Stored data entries
· · · ·

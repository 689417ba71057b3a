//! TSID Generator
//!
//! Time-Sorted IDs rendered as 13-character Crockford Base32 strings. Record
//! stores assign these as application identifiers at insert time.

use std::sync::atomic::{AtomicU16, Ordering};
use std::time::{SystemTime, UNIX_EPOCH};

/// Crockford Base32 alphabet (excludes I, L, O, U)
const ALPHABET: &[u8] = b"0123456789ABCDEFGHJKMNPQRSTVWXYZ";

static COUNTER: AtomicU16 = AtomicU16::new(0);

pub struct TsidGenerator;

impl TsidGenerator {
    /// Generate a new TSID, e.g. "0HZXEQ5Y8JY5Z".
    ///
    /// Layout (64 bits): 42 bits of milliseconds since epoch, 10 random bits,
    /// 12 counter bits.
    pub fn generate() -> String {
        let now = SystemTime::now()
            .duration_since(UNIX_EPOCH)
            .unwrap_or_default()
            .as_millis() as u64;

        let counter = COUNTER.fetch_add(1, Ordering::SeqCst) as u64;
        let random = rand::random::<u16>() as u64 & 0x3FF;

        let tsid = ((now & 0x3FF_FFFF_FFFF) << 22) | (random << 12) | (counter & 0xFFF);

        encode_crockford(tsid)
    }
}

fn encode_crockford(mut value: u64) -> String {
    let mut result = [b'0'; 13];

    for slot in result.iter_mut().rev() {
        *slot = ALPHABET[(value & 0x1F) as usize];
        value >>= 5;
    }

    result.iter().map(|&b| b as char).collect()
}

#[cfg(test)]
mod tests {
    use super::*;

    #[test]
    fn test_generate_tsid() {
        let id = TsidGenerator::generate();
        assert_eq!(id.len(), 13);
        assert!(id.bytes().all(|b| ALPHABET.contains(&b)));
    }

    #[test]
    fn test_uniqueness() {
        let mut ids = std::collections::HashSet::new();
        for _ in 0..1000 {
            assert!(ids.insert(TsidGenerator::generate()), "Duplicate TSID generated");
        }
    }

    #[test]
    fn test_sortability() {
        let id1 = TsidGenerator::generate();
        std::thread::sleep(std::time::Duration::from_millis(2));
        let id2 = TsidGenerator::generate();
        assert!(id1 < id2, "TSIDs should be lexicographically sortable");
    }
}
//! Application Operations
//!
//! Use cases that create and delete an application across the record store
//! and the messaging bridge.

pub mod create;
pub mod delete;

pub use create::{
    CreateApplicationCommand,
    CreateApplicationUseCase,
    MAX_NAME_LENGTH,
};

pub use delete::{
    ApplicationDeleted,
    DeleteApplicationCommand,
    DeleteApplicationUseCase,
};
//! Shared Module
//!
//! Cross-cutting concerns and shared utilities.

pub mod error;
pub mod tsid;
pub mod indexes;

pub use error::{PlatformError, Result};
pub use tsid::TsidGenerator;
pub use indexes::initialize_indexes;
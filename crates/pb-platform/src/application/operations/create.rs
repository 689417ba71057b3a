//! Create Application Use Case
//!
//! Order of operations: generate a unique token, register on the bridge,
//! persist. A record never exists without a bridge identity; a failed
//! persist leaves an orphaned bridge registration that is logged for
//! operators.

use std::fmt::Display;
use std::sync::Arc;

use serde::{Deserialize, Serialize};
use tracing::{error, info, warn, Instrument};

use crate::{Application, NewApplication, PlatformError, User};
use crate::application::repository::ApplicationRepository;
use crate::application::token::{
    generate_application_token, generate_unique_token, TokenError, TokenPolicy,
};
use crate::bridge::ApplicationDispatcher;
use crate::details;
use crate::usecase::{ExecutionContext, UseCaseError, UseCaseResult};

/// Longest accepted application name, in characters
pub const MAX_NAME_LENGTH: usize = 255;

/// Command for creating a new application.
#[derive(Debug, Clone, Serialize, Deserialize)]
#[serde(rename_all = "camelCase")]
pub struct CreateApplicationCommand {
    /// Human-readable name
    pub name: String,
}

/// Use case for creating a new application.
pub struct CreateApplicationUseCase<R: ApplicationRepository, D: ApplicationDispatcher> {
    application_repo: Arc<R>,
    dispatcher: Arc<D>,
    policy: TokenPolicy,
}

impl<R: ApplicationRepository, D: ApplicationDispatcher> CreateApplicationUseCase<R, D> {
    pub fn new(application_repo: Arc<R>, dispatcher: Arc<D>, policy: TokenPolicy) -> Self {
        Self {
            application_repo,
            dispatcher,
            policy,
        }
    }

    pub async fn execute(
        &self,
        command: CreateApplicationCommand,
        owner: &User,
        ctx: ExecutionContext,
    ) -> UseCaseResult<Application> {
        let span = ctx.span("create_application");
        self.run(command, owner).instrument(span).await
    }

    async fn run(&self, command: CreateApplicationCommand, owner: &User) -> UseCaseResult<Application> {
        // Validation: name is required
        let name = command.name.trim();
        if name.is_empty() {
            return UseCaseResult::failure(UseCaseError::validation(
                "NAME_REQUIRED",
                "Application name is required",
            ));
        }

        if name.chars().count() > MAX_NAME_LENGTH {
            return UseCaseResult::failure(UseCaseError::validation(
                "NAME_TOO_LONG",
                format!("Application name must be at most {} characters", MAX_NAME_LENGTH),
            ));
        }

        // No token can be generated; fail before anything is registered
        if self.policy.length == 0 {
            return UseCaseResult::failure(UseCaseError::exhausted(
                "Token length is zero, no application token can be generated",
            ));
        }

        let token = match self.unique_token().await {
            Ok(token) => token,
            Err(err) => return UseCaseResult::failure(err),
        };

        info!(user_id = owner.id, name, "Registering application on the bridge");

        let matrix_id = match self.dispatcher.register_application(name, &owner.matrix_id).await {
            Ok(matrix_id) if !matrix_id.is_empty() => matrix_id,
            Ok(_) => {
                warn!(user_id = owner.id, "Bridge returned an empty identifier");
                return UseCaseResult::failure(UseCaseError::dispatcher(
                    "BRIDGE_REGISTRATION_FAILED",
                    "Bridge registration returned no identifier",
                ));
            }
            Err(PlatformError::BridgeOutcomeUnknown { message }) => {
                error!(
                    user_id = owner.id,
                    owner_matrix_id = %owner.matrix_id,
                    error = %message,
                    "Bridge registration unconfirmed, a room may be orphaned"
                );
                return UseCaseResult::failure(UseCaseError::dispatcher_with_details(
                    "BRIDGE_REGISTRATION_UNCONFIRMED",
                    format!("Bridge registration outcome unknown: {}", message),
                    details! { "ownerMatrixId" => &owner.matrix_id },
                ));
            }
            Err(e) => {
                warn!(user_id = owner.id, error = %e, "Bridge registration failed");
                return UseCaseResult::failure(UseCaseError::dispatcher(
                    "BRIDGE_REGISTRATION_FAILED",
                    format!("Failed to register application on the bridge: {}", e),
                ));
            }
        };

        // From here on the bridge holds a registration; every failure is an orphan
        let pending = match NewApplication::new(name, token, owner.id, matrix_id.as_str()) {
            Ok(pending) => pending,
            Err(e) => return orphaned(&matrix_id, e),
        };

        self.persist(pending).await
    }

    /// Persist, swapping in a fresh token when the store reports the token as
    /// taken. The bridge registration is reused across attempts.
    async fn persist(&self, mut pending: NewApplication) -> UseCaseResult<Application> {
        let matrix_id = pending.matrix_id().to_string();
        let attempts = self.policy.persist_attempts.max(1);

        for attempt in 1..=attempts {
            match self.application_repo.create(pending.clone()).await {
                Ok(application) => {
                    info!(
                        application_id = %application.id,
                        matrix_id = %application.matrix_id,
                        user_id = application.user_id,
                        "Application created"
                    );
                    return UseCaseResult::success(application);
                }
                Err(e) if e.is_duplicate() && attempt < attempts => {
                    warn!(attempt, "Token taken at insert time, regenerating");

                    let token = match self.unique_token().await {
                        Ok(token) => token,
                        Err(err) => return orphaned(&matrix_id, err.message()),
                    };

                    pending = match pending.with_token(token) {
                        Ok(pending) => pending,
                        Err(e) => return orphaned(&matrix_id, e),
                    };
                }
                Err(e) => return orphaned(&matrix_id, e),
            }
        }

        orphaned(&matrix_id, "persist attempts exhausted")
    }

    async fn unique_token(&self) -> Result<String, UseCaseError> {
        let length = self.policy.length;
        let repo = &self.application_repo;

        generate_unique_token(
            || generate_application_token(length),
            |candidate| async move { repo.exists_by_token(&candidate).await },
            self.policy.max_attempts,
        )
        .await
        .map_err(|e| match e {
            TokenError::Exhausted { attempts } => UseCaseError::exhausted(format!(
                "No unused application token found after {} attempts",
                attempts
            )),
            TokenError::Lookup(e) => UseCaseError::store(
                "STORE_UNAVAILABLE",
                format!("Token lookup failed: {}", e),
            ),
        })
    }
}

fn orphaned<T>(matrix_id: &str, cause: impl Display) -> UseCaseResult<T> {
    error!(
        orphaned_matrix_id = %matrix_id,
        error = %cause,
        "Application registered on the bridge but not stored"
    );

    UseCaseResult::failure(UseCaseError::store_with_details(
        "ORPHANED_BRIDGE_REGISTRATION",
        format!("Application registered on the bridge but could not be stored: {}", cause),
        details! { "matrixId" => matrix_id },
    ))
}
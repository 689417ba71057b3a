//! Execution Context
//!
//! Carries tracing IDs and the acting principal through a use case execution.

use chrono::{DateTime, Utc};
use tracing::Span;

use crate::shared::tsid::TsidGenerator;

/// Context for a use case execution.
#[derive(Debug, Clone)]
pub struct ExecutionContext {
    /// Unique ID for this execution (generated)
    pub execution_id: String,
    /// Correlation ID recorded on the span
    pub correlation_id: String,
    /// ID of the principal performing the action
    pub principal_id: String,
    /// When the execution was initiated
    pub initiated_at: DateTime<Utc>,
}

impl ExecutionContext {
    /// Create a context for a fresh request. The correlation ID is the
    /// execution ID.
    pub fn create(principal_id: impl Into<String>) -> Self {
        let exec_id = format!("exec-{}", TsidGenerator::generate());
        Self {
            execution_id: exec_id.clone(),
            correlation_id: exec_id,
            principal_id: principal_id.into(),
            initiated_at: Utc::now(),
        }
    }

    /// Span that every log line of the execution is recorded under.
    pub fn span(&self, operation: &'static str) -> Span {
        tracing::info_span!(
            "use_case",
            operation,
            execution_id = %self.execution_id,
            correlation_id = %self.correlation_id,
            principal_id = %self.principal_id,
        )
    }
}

· · · ·

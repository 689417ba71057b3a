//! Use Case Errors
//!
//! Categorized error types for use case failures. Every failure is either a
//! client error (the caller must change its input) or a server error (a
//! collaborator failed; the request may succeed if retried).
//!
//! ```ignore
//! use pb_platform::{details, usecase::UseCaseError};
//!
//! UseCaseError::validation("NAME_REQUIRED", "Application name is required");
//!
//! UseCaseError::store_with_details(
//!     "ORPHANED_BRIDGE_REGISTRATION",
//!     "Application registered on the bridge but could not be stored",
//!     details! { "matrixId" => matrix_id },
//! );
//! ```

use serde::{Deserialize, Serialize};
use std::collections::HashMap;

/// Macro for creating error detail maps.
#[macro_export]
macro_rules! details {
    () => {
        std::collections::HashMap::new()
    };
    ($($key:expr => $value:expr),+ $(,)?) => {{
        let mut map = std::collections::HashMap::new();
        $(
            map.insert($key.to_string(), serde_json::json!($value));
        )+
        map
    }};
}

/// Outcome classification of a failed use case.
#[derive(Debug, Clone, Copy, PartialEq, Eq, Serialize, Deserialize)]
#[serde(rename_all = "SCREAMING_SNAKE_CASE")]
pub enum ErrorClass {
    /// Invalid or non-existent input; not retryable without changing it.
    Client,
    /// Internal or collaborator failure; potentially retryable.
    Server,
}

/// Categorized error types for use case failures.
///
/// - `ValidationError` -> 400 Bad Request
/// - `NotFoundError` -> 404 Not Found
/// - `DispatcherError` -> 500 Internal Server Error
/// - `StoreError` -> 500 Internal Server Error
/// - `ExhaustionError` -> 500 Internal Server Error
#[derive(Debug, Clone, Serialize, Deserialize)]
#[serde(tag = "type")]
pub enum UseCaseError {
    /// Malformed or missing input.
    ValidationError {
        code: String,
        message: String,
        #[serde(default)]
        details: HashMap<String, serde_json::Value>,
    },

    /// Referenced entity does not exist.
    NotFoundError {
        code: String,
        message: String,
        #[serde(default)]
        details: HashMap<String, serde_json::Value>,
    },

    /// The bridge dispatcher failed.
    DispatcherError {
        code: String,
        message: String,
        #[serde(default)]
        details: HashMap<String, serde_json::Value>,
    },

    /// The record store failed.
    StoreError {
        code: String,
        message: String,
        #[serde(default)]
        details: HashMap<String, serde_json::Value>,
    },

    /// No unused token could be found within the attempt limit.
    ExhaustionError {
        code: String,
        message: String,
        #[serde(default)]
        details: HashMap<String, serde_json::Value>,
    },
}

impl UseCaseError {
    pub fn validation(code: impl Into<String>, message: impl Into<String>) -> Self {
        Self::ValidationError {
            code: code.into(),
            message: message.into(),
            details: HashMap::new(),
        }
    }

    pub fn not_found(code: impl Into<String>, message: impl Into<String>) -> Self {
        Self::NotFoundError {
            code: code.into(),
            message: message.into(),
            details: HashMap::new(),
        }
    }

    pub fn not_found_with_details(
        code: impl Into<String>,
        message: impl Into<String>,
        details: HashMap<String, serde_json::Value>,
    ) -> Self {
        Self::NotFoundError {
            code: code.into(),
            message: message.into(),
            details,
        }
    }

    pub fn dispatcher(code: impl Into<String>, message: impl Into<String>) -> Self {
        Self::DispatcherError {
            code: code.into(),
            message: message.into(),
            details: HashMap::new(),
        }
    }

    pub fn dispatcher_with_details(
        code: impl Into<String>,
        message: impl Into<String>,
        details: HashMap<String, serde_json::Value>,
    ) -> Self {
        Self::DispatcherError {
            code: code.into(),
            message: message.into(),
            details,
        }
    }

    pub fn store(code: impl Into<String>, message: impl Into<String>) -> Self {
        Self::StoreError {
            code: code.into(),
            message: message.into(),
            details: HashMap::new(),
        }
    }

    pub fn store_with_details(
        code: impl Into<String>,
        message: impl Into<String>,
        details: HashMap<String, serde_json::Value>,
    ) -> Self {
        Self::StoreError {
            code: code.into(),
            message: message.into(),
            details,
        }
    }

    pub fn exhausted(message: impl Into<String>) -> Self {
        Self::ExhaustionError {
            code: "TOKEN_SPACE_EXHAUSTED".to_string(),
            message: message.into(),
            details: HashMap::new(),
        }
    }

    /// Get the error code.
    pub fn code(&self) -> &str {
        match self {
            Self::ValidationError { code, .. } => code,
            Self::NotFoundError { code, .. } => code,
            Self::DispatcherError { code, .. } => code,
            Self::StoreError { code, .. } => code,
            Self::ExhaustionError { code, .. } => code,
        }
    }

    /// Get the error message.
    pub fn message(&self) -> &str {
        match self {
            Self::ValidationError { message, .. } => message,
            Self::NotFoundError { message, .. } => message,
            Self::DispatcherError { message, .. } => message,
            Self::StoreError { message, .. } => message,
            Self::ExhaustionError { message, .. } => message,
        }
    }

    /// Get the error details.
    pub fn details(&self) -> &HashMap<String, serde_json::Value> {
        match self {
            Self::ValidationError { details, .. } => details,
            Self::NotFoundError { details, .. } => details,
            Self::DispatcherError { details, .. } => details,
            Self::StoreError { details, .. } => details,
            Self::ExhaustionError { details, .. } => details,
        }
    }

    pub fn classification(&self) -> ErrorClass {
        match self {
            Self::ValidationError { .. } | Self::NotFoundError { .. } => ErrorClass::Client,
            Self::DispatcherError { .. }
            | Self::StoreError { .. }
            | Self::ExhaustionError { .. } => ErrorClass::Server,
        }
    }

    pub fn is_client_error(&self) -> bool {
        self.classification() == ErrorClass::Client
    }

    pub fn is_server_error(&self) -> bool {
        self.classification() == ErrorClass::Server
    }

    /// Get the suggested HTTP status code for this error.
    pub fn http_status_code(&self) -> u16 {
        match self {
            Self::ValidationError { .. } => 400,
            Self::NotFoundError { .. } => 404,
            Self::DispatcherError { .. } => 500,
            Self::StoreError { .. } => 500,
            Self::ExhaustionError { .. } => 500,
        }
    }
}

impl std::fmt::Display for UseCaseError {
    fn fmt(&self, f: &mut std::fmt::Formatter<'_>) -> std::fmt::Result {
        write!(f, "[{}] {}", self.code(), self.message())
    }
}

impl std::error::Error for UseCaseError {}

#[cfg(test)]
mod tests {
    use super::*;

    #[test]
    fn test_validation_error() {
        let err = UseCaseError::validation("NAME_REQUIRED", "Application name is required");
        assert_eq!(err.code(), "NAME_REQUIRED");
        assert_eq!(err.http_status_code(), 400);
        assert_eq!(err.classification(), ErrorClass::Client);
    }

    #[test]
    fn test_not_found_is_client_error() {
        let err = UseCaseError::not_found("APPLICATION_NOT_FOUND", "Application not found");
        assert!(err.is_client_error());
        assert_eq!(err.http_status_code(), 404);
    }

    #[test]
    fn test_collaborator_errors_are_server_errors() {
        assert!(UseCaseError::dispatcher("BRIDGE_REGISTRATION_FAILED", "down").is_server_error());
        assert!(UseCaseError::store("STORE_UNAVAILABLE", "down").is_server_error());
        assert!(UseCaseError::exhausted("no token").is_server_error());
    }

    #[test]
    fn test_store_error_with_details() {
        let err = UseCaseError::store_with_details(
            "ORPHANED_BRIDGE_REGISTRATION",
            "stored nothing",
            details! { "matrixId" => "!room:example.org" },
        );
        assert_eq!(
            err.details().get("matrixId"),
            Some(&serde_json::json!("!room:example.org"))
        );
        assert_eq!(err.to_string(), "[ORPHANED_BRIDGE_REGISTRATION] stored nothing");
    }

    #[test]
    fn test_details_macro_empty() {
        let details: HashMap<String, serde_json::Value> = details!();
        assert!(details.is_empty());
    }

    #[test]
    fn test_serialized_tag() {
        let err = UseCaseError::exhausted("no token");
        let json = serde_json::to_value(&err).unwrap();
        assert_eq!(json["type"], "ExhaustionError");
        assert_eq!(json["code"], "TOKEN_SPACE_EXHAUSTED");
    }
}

· · · ·

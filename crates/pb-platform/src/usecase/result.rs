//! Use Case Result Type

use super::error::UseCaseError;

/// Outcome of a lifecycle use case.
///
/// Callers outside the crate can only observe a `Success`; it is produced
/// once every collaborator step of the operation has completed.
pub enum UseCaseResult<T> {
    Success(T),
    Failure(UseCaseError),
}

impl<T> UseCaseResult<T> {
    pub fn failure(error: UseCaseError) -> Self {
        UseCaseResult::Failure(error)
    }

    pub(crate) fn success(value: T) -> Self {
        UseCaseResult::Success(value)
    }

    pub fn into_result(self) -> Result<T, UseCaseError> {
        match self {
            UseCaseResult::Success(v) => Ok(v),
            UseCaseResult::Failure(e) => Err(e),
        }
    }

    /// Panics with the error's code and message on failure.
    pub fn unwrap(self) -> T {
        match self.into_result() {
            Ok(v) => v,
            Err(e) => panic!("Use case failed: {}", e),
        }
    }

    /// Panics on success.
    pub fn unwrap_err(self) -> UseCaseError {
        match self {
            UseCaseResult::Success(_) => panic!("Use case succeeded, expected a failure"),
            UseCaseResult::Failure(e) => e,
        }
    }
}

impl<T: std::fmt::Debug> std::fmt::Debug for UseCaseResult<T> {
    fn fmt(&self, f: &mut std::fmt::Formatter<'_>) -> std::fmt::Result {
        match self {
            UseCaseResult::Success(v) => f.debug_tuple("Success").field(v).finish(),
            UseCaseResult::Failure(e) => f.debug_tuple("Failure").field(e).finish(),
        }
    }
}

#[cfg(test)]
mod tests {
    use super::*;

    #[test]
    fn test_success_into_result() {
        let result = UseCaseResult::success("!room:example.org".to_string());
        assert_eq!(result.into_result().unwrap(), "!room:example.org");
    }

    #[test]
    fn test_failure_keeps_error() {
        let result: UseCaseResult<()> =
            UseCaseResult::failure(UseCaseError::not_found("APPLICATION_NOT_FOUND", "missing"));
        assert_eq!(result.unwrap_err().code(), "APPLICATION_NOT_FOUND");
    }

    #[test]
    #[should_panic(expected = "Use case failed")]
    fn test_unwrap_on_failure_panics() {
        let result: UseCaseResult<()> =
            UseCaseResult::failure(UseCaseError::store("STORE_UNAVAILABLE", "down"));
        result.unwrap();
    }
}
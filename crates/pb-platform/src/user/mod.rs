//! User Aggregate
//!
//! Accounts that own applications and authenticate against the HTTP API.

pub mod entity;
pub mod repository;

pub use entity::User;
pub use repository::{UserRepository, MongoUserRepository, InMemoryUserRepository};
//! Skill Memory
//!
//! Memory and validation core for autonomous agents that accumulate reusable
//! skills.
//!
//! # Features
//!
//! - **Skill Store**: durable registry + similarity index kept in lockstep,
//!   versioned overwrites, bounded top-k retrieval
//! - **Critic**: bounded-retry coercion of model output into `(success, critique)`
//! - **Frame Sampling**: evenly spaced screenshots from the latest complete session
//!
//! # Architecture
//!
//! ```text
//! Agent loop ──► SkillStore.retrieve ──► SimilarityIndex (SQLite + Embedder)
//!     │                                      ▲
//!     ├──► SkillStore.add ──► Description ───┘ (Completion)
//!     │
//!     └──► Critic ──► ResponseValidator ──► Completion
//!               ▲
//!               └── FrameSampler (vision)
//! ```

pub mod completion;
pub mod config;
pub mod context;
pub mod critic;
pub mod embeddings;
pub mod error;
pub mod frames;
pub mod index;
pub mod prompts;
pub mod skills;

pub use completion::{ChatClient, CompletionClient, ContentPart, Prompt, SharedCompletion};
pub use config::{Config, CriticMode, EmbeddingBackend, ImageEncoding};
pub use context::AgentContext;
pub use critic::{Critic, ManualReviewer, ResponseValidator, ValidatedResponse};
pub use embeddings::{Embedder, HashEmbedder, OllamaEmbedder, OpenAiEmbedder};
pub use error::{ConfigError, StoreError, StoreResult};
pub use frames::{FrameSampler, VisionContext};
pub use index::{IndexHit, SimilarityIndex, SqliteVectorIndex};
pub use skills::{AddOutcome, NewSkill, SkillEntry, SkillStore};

· · · ·

## ASSIGNED TASK
Show all lines from the data that contain "across".

## ANSWER TO THE PROBLEM
//! Use cases that create and delete an application across the record store
    /// taken. The bridge registration is reused across attempts.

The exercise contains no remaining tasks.